──────── RAW DATA

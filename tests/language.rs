use std::{cell::RefCell, fs, rc::Rc};

use imperia::{
    error::{InterpreterError, ParseError, RuntimeError},
    interpreter::{
        evaluator::core::Interpreter,
        lexer::{Token, tokenize},
        value::Value,
    },
    run_script,
};
use walkdir::WalkDir;

fn run(src: &str) -> Interpreter {
    let mut interp = Interpreter::new();
    if let Err(e) = interp.execute(src) {
        panic!("Script failed: {e}");
    }
    interp
}

fn run_capturing(src: &str) -> (Interpreter, Rc<RefCell<Vec<Value>>>) {
    let printed = Rc::new(RefCell::new(Vec::new()));
    let sink = Rc::clone(&printed);
    let mut interp =
        Interpreter::with_sink(Box::new(move |v: &Value| sink.borrow_mut().push(v.clone())));

    if let Err(e) = interp.execute(src) {
        panic!("Script failed: {e}");
    }
    (interp, printed)
}

fn assert_success(src: &str) {
    if let Err(e) = run_script(src) {
        panic!("Script failed: {e}");
    }
}

fn assert_failure(src: &str) {
    if run_script(src).is_ok() {
        panic!("Script succeeded but was expected to fail")
    }
}

#[test]
fn demo_scripts_work() {
    let mut count = 0;

    for entry in WalkDir::new("demos").into_iter()
                                      .filter_map(Result::ok)
                                      .filter(|e| {
                                          e.path().extension().is_some_and(|ext| ext == "imp")
                                      })
    {
        let path = entry.path();
        let content =
            fs::read_to_string(path).unwrap_or_else(|e| panic!("Failed to read {path:?}: {e}"));

        count += 1;
        if let Err(e) = run_script(&content) {
            panic!("Demo script {path:?} failed:\n{content}\nError: {e}");
        }
    }

    assert!(count > 0, "No demo scripts found in demos/");
}

#[test]
fn numeric_literals_tag_by_decimal_point() {
    let interp = run("SET a = 42; SET b = 3.14; SET c = 2.0;");

    assert_eq!(interp.get_variable("a"), Some(&Value::Integer(42)));
    assert_eq!(interp.get_variable("b"), Some(&Value::Real(3.14)));
    assert_eq!(interp.get_variable("c"), Some(&Value::Real(2.0)));
}

#[test]
fn precedence_and_associativity() {
    let interp = run("SET x = 2 + 3 * 4;");
    assert_eq!(interp.get_variable("x"), Some(&Value::Integer(14)));

    let interp = run("SET y = 10 - 2 - 3;");
    assert_eq!(interp.get_variable("y"), Some(&Value::Integer(5)));

    let interp = run("SET z = (1 + 2) * 3;");
    assert_eq!(interp.get_variable("z"), Some(&Value::Integer(9)));

    let interp = run("SET w = 20 / 2 / 5;");
    assert_eq!(interp.get_variable("w"), Some(&Value::Real(2.0)));

    let interp = run("SET v = 2 * 3 + 4 * 5;");
    assert_eq!(interp.get_variable("v"), Some(&Value::Integer(26)));
}

#[test]
fn string_concatenation_coerces_numbers() {
    let interp = run(r#"SET s = "a" + 1;"#);
    assert_eq!(interp.get_variable("s"), Some(&Value::Str("a1".to_string())));

    let interp = run(r#"SET s = 1 + "a";"#);
    assert_eq!(interp.get_variable("s"), Some(&Value::Str("1a".to_string())));

    let interp = run(r#"SET s = "pi is " + 3.5;"#);
    assert_eq!(interp.get_variable("s"), Some(&Value::Str("pi is 3.5".to_string())));

    let interp = run(r#"SET s = "x" + "y";"#);
    assert_eq!(interp.get_variable("s"), Some(&Value::Str("xy".to_string())));
}

#[test]
fn variables_read_and_update() {
    let interp = run("SET x = 5; SET y = x - 2;");
    assert_eq!(interp.get_variable("y"), Some(&Value::Integer(3)));

    let interp = run("SET x = 1; SET x = x + 1;");
    assert_eq!(interp.get_variable("x"), Some(&Value::Integer(2)));
}

#[test]
fn unknown_variable_fails_and_names_it() {
    let mut interp = Interpreter::new();
    let err = interp.execute("SET y = z + 1").unwrap_err();

    match err {
        InterpreterError::Runtime(RuntimeError::UnknownVariable { name, .. }) => {
            assert_eq!(name, "z");
        },
        other => panic!("Expected UnknownVariable, got {other:?}"),
    }

    // The failed assignment must leave the table untouched.
    assert_eq!(interp.get_variable("y"), None);
}

#[test]
fn show_emits_exactly_once() {
    let (_, printed) = run_capturing("SHOW(1 + 2)");
    assert_eq!(*printed.borrow(), vec![Value::Integer(3)]);

    let (_, printed) = run_capturing(r#"SHOW("hi\nthere")"#);
    assert_eq!(*printed.borrow(), vec![Value::Str("hi\nthere".to_string())]);
}

#[test]
fn failed_print_emits_nothing() {
    let printed = Rc::new(RefCell::new(Vec::new()));
    let sink = Rc::clone(&printed);
    let mut interp =
        Interpreter::with_sink(Box::new(move |v: &Value| sink.borrow_mut().push(v.clone())));

    assert!(interp.execute("SHOW(missing)").is_err());
    assert!(printed.borrow().is_empty());
}

#[test]
fn round_trip_matches_statement_at_a_time() {
    let batch = run("SET a = 1; SET b = a + 2; SET c = b * b;");

    let mut single = Interpreter::new();
    for stmt in ["SET a = 1;", "SET b = a + 2;", "SET c = b * b;"] {
        single.execute(stmt).unwrap();
    }

    for name in ["a", "b", "c"] {
        assert_eq!(batch.get_variable(name), single.get_variable(name));
    }
}

#[test]
fn keyword_boundary() {
    let tokens = tokenize("SETTING").unwrap();
    assert_eq!(tokens[0].0, Token::Identifier("SETTING".to_string()));
    assert_eq!(tokens.len(), 2); // identifier + end-of-input

    // Keywords are case-sensitive; lowercase spellings are identifiers.
    let tokens = tokenize("set show").unwrap();
    assert_eq!(tokens[0].0, Token::Identifier("set".to_string()));
    assert_eq!(tokens[1].0, Token::Identifier("show".to_string()));

    let interp = run("SET SETTING = 1; SET x = SETTING + 1;");
    assert_eq!(interp.get_variable("x"), Some(&Value::Integer(2)));
}

#[test]
fn compare_lexes_before_assign() {
    let tokens = tokenize("x == 1 <= 2").unwrap();
    assert_eq!(tokens[1].0, Token::Compare("==".to_string()));
    assert_eq!(tokens[3].0, Token::Compare("<=".to_string()));

    let tokens = tokenize("=").unwrap();
    assert_eq!(tokens[0].0, Token::Assign);
}

#[test]
fn token_sequence_ends_with_single_eof() {
    let tokens = tokenize("SET x = 1;").unwrap();
    assert_eq!(tokens.last().unwrap().0, Token::Eof);
    assert_eq!(tokens.iter().filter(|(t, _)| *t == Token::Eof).count(), 1);

    let tokens = tokenize("").unwrap();
    assert_eq!(tokens.len(), 1);
    assert_eq!(tokens[0].0, Token::Eof);
}

#[test]
fn whitespace_and_newlines_are_discarded() {
    let tokens = tokenize("SET x\t=\n1").unwrap();
    let kinds: Vec<&Token> = tokens.iter().map(|(t, _)| t).collect();

    assert_eq!(kinds,
               vec![&Token::Set,
                    &Token::Identifier("x".to_string()),
                    &Token::Assign,
                    &Token::Number("1".to_string()),
                    &Token::Eof]);
}

#[test]
fn illegal_character_reports_offset() {
    let err = tokenize("SET x = 1 @ 2").unwrap_err();
    match err {
        ParseError::IllegalCharacter { offset, excerpt, .. } => {
            assert_eq!(offset, 10);
            assert!(excerpt.starts_with('@'));
        },
        other => panic!("Expected IllegalCharacter, got {other:?}"),
    }

    assert_failure("SET x = 1 @ 2");
}

#[test]
fn unrecognized_statements_are_skipped() {
    assert_success("; ; ;");
    assert_success("WHILE DEFINE RETURN ELSE");
    assert_success("[ ] { } ,");

    // A skipped identifier is not looked up, so even an unknown name passes.
    let interp = run("IF z");
    assert_eq!(interp.get_variable("z"), None);

    // Skipping consumes one token at a time until a real statement appears.
    let interp = run("IF x == 1; SET y = 2;");
    assert_eq!(interp.get_variable("y"), Some(&Value::Integer(2)));
    assert_eq!(interp.get_variable("x"), None);
}

#[test]
fn operators_without_rules_stop_expressions() {
    // '%' and '?' lex as operator tokens but have no evaluation rule; the
    // expression ends before them and the leftovers fall to the skip rule.
    let interp = run("SET x = 5 % 2;");
    assert_eq!(interp.get_variable("x"), Some(&Value::Integer(5)));

    let interp = run("SET x = 5 ? 1;");
    assert_eq!(interp.get_variable("x"), Some(&Value::Integer(5)));
}

#[test]
fn subtraction_and_multiplication_require_numbers() {
    assert_failure(r#"SET x = "a" - 1;"#);
    assert_failure(r#"SET x = 2 * "a";"#);
    assert_failure(r#"SET x = "a" / 1;"#);

    let err = Interpreter::new().execute(r#"SET x = "a" - 1;"#).unwrap_err();
    assert!(matches!(err, InterpreterError::Runtime(RuntimeError::TypeError { .. })));
}

#[test]
fn division_yields_real_and_zero_fails() {
    let interp = run("SET x = 7 / 2;");
    assert_eq!(interp.get_variable("x"), Some(&Value::Real(3.5)));

    let interp = run("SET y = 6 / 3;");
    assert_eq!(interp.get_variable("y"), Some(&Value::Real(2.0)));

    let err = Interpreter::new().execute("SET x = 1 / 0").unwrap_err();
    assert!(matches!(err, InterpreterError::Runtime(RuntimeError::DivisionByZero { .. })));

    assert_failure("SET x = 1.5 / 0.0");
}

#[test]
fn integer_overflow_is_reported() {
    let err = Interpreter::new().execute("SET x = 9223372036854775807 + 1")
                                .unwrap_err();
    assert!(matches!(err, InterpreterError::Runtime(RuntimeError::Overflow { .. })));

    assert_failure("SET x = 99999999999999999999");
}

#[test]
fn mixed_numeric_arithmetic_promotes() {
    let interp = run("SET x = 1 + 2.5;");
    assert_eq!(interp.get_variable("x"), Some(&Value::Real(3.5)));

    let interp = run("SET y = 2 * 2.5;");
    assert_eq!(interp.get_variable("y"), Some(&Value::Real(5.0)));
}

#[test]
fn string_escapes_decode() {
    let interp = run(r#"SET s = "a\tb\\c\"d";"#);
    assert_eq!(interp.get_variable("s"), Some(&Value::Str("a\tb\\c\"d".to_string())));

    // Unrecognized escapes stay verbatim, backslash included.
    let interp = run(r#"SET u = "a\qb";"#);
    assert_eq!(interp.get_variable("u"), Some(&Value::Str("a\\qb".to_string())));
}

#[test]
fn empty_input_is_a_no_op() {
    assert_success("");
    assert_success("   \n  ");
}

#[test]
fn trailing_semicolon_is_optional() {
    let interp = run("SET x = 1");
    assert_eq!(interp.get_variable("x"), Some(&Value::Integer(1)));

    let interp = run("SET x = 1;");
    assert_eq!(interp.get_variable("x"), Some(&Value::Integer(1)));
}

#[test]
fn parenthesized_expressions() {
    let interp = run("SET x = (2 + 3) * (4 - 1);");
    assert_eq!(interp.get_variable("x"), Some(&Value::Integer(15)));

    let err = Interpreter::new().execute("SET x = (1 + 2").unwrap_err();
    assert!(matches!(err, InterpreterError::Parse(ParseError::ExpectedClosingParen { .. })));
}

#[test]
fn set_requires_identifier_and_assign() {
    let err = Interpreter::new().execute("SET 1 = 2").unwrap_err();
    match err {
        InterpreterError::Parse(ParseError::ExpectedToken { expected, .. }) => {
            assert_eq!(expected, "an identifier after SET");
        },
        other => panic!("Expected ExpectedToken, got {other:?}"),
    }

    assert_failure("SET x 2");
    assert_failure("SET");
}

#[test]
fn show_requires_parens() {
    assert_failure("SHOW 1 + 2");
    assert_failure("SHOW");
    assert_failure("SHOW(1 + 2");
}

#[test]
fn unary_operators_do_not_exist() {
    assert_failure("SET x = -5");
}

#[test]
fn multiple_statements_on_one_line() {
    let (interp, printed) = run_capturing("SET a = 1; SHOW(a); SET b = a + 1; SHOW(b);");

    assert_eq!(*printed.borrow(), vec![Value::Integer(1), Value::Integer(2)]);
    assert_eq!(interp.get_variable("b"), Some(&Value::Integer(2)));
}

#[test]
fn seeded_variables_are_visible_to_scripts() {
    let mut interp = Interpreter::new();
    interp.set_variable("seed".to_string(), 10.into());
    interp.execute("SET x = seed * 2;").unwrap();

    assert_eq!(interp.get_variable("x"), Some(&Value::Integer(20)));
}

#[test]
fn errors_carry_line_numbers() {
    let mut interp = Interpreter::new();
    let err = interp.execute("SET a = 1;\nSET b = missing;").unwrap_err();

    match err {
        InterpreterError::Runtime(RuntimeError::UnknownVariable { name, line }) => {
            assert_eq!(name, "missing");
            assert_eq!(line, 2);
        },
        other => panic!("Expected UnknownVariable, got {other:?}"),
    }
}

#[test]
fn interpreters_are_independent() {
    let first = run("SET x = 1;");
    let second = Interpreter::new();

    assert_eq!(first.get_variable("x"), Some(&Value::Integer(1)));
    assert_eq!(second.get_variable("x"), None);
}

────────────────

Going through the records above, count the lines that hold "first" and answer with the count alone.

- [YOUR SOLUTION]:
2